Exercise directions: Word for word, repeat each line of the listing below.

Task material:
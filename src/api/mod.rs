//! Training API collaborator
//!
//! The `TrainingApi` trait is what the app talks to; `ApiClient` is the
//! HTTP implementation. Read-only fetches are retried, saves never are.

use async_trait::async_trait;
use tracing::{info, warn};

use crate::error::{retry_async, RetryConfig};
use crate::models::{
    CreateTrainingSessionRequest, MySetDetail, MySetSummary, PreviousSession,
    PreviousSessionData, SaveAck, TrainingSession,
};
use crate::Result;

pub mod client;

pub use client::ApiClient;

#[async_trait]
pub trait TrainingApi: Send + Sync {
    /// `GET /training/mysets`
    async fn list_mysets(&self) -> Result<Vec<MySetSummary>>;

    /// `GET /training/mysets/{id}`
    async fn fetch_myset(&self, id: i64) -> Result<MySetDetail>;

    /// `GET /training/mysets/{id}/record/`; `None` when there is no record yet
    async fn fetch_previous_session(&self, id: i64) -> Result<Option<PreviousSessionData>>;

    /// `POST /training/mysets/{id}/record/`
    async fn save_session(
        &self,
        id: i64,
        request: &CreateTrainingSessionRequest,
    ) -> Result<SaveAck>;
}

/// Fetch the template list, retrying transient failures
pub async fn load_mysets(api: &dyn TrainingApi, retry: RetryConfig) -> Result<Vec<MySetSummary>> {
    let mysets = retry_async(|| api.list_mysets(), retry).await?;
    info!(count = mysets.len(), "mysets loaded");
    Ok(mysets)
}

/// Fetch a template and the previous session of it.
///
/// A failing template fetch is an error. A failing previous-session fetch is
/// logged and the session starts without comparison data.
pub async fn load_session(
    api: &dyn TrainingApi,
    id: i64,
    retry: RetryConfig,
) -> Result<(TrainingSession, Option<PreviousSession>)> {
    let detail = retry_async(|| api.fetch_myset(id), retry.clone()).await?;
    let session = detail.into_session()?;

    let previous = match retry_async(|| api.fetch_previous_session(id), retry).await {
        Ok(data) => data.map(PreviousSession::from),
        Err(err) => {
            warn!(myset = id, error = %err, "previous session unavailable");
            None
        }
    };

    info!(
        myset = id,
        exercises = session.exercises.len(),
        has_previous = previous.is_some(),
        "session loaded"
    );
    Ok((session, previous))
}
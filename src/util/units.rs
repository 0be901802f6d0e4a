//! Units formatting and input coercion utilities
//!
//! Provides clock formatting for the rest timer, lenient numeric parsing
//! for set entry, and human-readable durations.

use std::time::Duration;

/// Format whole seconds as a `MM:SS` clock
///
/// # Examples
/// ```
/// use mysetrun::util::units::format_clock;
///
/// assert_eq!(format_clock(60), "01:00");
/// assert_eq!(format_clock(5), "00:05");
/// assert_eq!(format_clock(300), "05:00");
/// ```
pub fn format_clock(secs: u64) -> String {
    format!("{:02}:{:02}", secs / 60, secs % 60)
}

/// Parse the leading numeric part of `input`, the way browsers parse a
/// number field: `"12kg"` is 12, `"abc"` is `None`.
///
/// # Examples
/// ```
/// use mysetrun::util::units::parse_leading_number;
///
/// assert_eq!(parse_leading_number("62.5"), Some(62.5));
/// assert_eq!(parse_leading_number(" 12kg"), Some(12.0));
/// assert_eq!(parse_leading_number("abc"), None);
/// ```
pub fn parse_leading_number(input: &str) -> Option<f64> {
    let trimmed = input.trim_start();
    let mut end = 0;
    let mut seen_digit = false;
    let mut seen_dot = false;
    let mut seen_exp = false;

    for (i, c) in trimmed.char_indices() {
        match c {
            '+' | '-' if i == 0 => {}
            '+' | '-' if seen_exp && trimmed[..i].ends_with(['e', 'E']) => {}
            '0'..='9' => {
                seen_digit = true;
                end = i + 1;
                continue;
            }
            '.' if !seen_dot && !seen_exp => seen_dot = true,
            'e' | 'E' if seen_digit && !seen_exp => seen_exp = true,
            _ => break,
        }
    }

    if !seen_digit {
        return None;
    }
    // `end` stops at the last digit, dropping a dangling "e" or "."
    let candidate = &trimmed[..end];
    candidate
        .parse::<f64>()
        .ok()
        .or_else(|| {
            // "1e" style leftovers: retry without the exponent part
            candidate
                .split(['e', 'E'])
                .next()
                .and_then(|m| m.parse::<f64>().ok())
        })
        .filter(|v| v.is_finite())
}

/// Coerce free text into a number; anything unparsable becomes 0.
///
/// The second element reports whether the fallback kicked in.
pub fn coerce_number(input: &str) -> (f64, bool) {
    match parse_leading_number(input) {
        Some(v) => (v, false),
        None => (0.0, true),
    }
}

/// Coerce free text into a repetition count. Fractions truncate toward
/// zero; negative or unparsable input becomes 0.
pub fn coerce_count(input: &str) -> (u32, bool) {
    match parse_leading_number(input) {
        Some(v) if v >= 0.0 => (v.trunc().min(u32::MAX as f64) as u32, false),
        _ => (0, true),
    }
}

/// Format duration into human-readable string
///
/// # Examples
/// ```
/// use std::time::Duration;
/// use mysetrun::util::units::format_duration;
///
/// assert_eq!(format_duration(Duration::from_secs(90)), "1m 30s");
/// assert_eq!(format_duration(Duration::from_secs(45)), "45s");
/// ```
pub fn format_duration(duration: Duration) -> String {
    humantime::format_duration(Duration::from_secs(duration.as_secs())).to_string()
}

/// Parse a rest length such as `"90s"`, `"1m 30s"` or a bare number of
/// seconds.
///
/// # Examples
/// ```
/// use std::time::Duration;
/// use mysetrun::util::units::parse_duration;
///
/// assert_eq!(parse_duration("90").unwrap(), Duration::from_secs(90));
/// assert_eq!(parse_duration("1m 30s").unwrap(), Duration::from_secs(90));
/// ```
pub fn parse_duration(input: &str) -> Result<Duration, String> {
    let input = input.trim();
    if let Ok(secs) = input.parse::<u64>() {
        return Ok(Duration::from_secs(secs));
    }
    humantime::parse_duration(input).map_err(|e| format!("Invalid duration '{}': {}", input, e))
}

/// Signed difference with an explicit `+` for gains
///
/// # Examples
/// ```
/// use mysetrun::util::units::format_delta;
///
/// assert_eq!(format_delta(2.5), "+2.5");
/// assert_eq!(format_delta(-5.0), "-5");
/// ```
pub fn format_delta(diff: f64) -> String {
    let body = crate::models::workout::trim_number(diff.abs());
    if diff < 0.0 {
        format!("-{}", body)
    } else {
        format!("+{}", body)
    }
}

Finished task:
filename src/api/mod.rs
//! Training API collaborator
//!
//! The `TrainingApi` trait is what the app talks to; `ApiClient` is the
//! HTTP implementation. Read-only fetches are retried, saves never are.

use async_trait::async_trait;
use tracing::{info, warn};

use crate::error::{retry_async, RetryConfig};
use crate::models::{
    CreateTrainingSessionRequest, MySetDetail, MySetSummary, PreviousSession,
    PreviousSessionData, SaveAck, TrainingSession,
};
use crate::Result;

pub mod client;

pub use client::ApiClient;

#[async_trait]
pub trait TrainingApi: Send + Sync {
    /// `GET /training/mysets`
    async fn list_mysets(&self) -> Result<Vec<MySetSummary>>;

    /// `GET /training/mysets/{id}`
    async fn fetch_myset(&self, id: i64) -> Result<MySetDetail>;

    /// `GET /training/mysets/{id}/record/`; `None` when there is no record yet
    async fn fetch_previous_session(&self, id: i64) -> Result<Option<PreviousSessionData>>;

    /// `POST /training/mysets/{id}/record/`
    async fn save_session(
        &self,
        id: i64,
        request: &CreateTrainingSessionRequest,
    ) -> Result<SaveAck>;
}

/// Fetch the template list, retrying transient failures
pub async fn load_mysets(api: &dyn TrainingApi, retry: RetryConfig) -> Result<Vec<MySetSummary>> {
    let mysets = retry_async(|| api.list_mysets(), retry).await?;
    info!(count = mysets.len(), "mysets loaded");
    Ok(mysets)
}

/// Fetch a template and the previous session of it.
///
/// A failing template fetch is an error. A failing previous-session fetch is
/// logged and the session starts without comparison data.
pub async fn load_session(
    api: &dyn TrainingApi,
    id: i64,
    retry: RetryConfig,
) -> Result<(TrainingSession, Option<PreviousSession>)> {
    let detail = retry_async(|| api.fetch_myset(id), retry.clone()).await?;
    let session = detail.into_session()?;

    let previous = match retry_async(|| api.fetch_previous_session(id), retry).await {
        Ok(data) => data.map(PreviousSession::from),
        Err(err) => {
            warn!(myset = id, error = %err, "previous session unavailable");
            None
        }
    };

    info!(
        myset = id,
        exercises = session.exercises.len(),
        has_previous = previous.is_some(),
        "session loaded"
    );
    Ok((session, previous))
}
filename src/util/units.rs
repository 0be901802f6d0e4a
//! Units formatting and input coercion utilities
//!
//! Provides clock formatting for the rest timer, lenient numeric parsing
//! for set entry, and human-readable durations.

use std::time::Duration;

/// Format whole seconds as a `MM:SS` clock
///
/// # Examples
/// ```
/// use mysetrun::util::units::format_clock;
///
/// assert_eq!(format_clock(60), "01:00");
/// assert_eq!(format_clock(5), "00:05");
/// assert_eq!(format_clock(300), "05:00");
/// ```
pub fn format_clock(secs: u64) -> String {
    format!("{:02}:{:02}", secs / 60, secs % 60)
}

/// Parse the leading numeric part of `input`, the way browsers parse a
/// number field: `"12kg"` is 12, `"abc"` is `None`.
///
/// # Examples
/// ```
/// use mysetrun::util::units::parse_leading_number;
///
/// assert_eq!(parse_leading_number("62.5"), Some(62.5));
/// assert_eq!(parse_leading_number(" 12kg"), Some(12.0));
/// assert_eq!(parse_leading_number("abc"), None);
/// ```
pub fn parse_leading_number(input: &str) -> Option<f64> {
    let trimmed = input.trim_start();
    let mut end = 0;
    let mut seen_digit = false;
    let mut seen_dot = false;
    let mut seen_exp = false;

    for (i, c) in trimmed.char_indices() {
        match c {
            '+' | '-' if i == 0 => {}
            '+' | '-' if seen_exp && trimmed[..i].ends_with(['e', 'E']) => {}
            '0'..='9' => {
                seen_digit = true;
                end = i + 1;
                continue;
            }
            '.' if !seen_dot && !seen_exp => seen_dot = true,
            'e' | 'E' if seen_digit && !seen_exp => seen_exp = true,
            _ => break,
        }
    }

    if !seen_digit {
        return None;
    }
    // `end` stops at the last digit, dropping a dangling "e" or "."
    let candidate = &trimmed[..end];
    candidate
        .parse::<f64>()
        .ok()
        .or_else(|| {
            // "1e" style leftovers: retry without the exponent part
            candidate
                .split(['e', 'E'])
                .next()
                .and_then(|m| m.parse::<f64>().ok())
        })
        .filter(|v| v.is_finite())
}

/// Coerce free text into a number; anything unparsable becomes 0.
///
/// The second element reports whether the fallback kicked in.
pub fn coerce_number(input: &str) -> (f64, bool) {
    match parse_leading_number(input) {
        Some(v) => (v, false),
        None => (0.0, true),
    }
}

/// Coerce free text into a repetition count. Fractions truncate toward
/// zero; negative or unparsable input becomes 0.
pub fn coerce_count(input: &str) -> (u32, bool) {
    match parse_leading_number(input) {
        Some(v) if v >= 0.0 => (v.trunc().min(u32::MAX as f64) as u32, false),
        _ => (0, true),
    }
}

/// Format duration into human-readable string
///
/// # Examples
/// ```
/// use std::time::Duration;
/// use mysetrun::util::units::format_duration;
///
/// assert_eq!(format_duration(Duration::from_secs(90)), "1m 30s");
/// assert_eq!(format_duration(Duration::from_secs(45)), "45s");
/// ```
pub fn format_duration(duration: Duration) -> String {
    humantime::format_duration(Duration::from_secs(duration.as_secs())).to_string()
}

/// Parse a rest length such as `"90s"`, `"1m 30s"` or a bare number of
/// seconds.
///
/// # Examples
/// ```
/// use std::time::Duration;
/// use mysetrun::util::units::parse_duration;
///
/// assert_eq!(parse_duration("90").unwrap(), Duration::from_secs(90));
/// assert_eq!(parse_duration("1m 30s").unwrap(), Duration::from_secs(90));
/// ```
pub fn parse_duration(input: &str) -> Result<Duration, String> {
    let input = input.trim();
    if let Ok(secs) = input.parse::<u64>() {
        return Ok(Duration::from_secs(secs));
    }
    humantime::parse_duration(input).map_err(|e| format!("Invalid duration '{}': {}", input, e))
}

/// Signed difference with an explicit `+` for gains
///
/// # Examples
/// ```
/// use mysetrun::util::units::format_delta;
///
/// assert_eq!(format_delta(2.5), "+2.5");
/// assert_eq!(format_delta(-5.0), "-5");
/// ```
pub fn format_delta(diff: f64) -> String {
    let body = crate::models::workout::trim_number(diff.abs());
    if diff < 0.0 {
        format!("-{}", body)
    } else {
        format!("+{}", body)
    }
}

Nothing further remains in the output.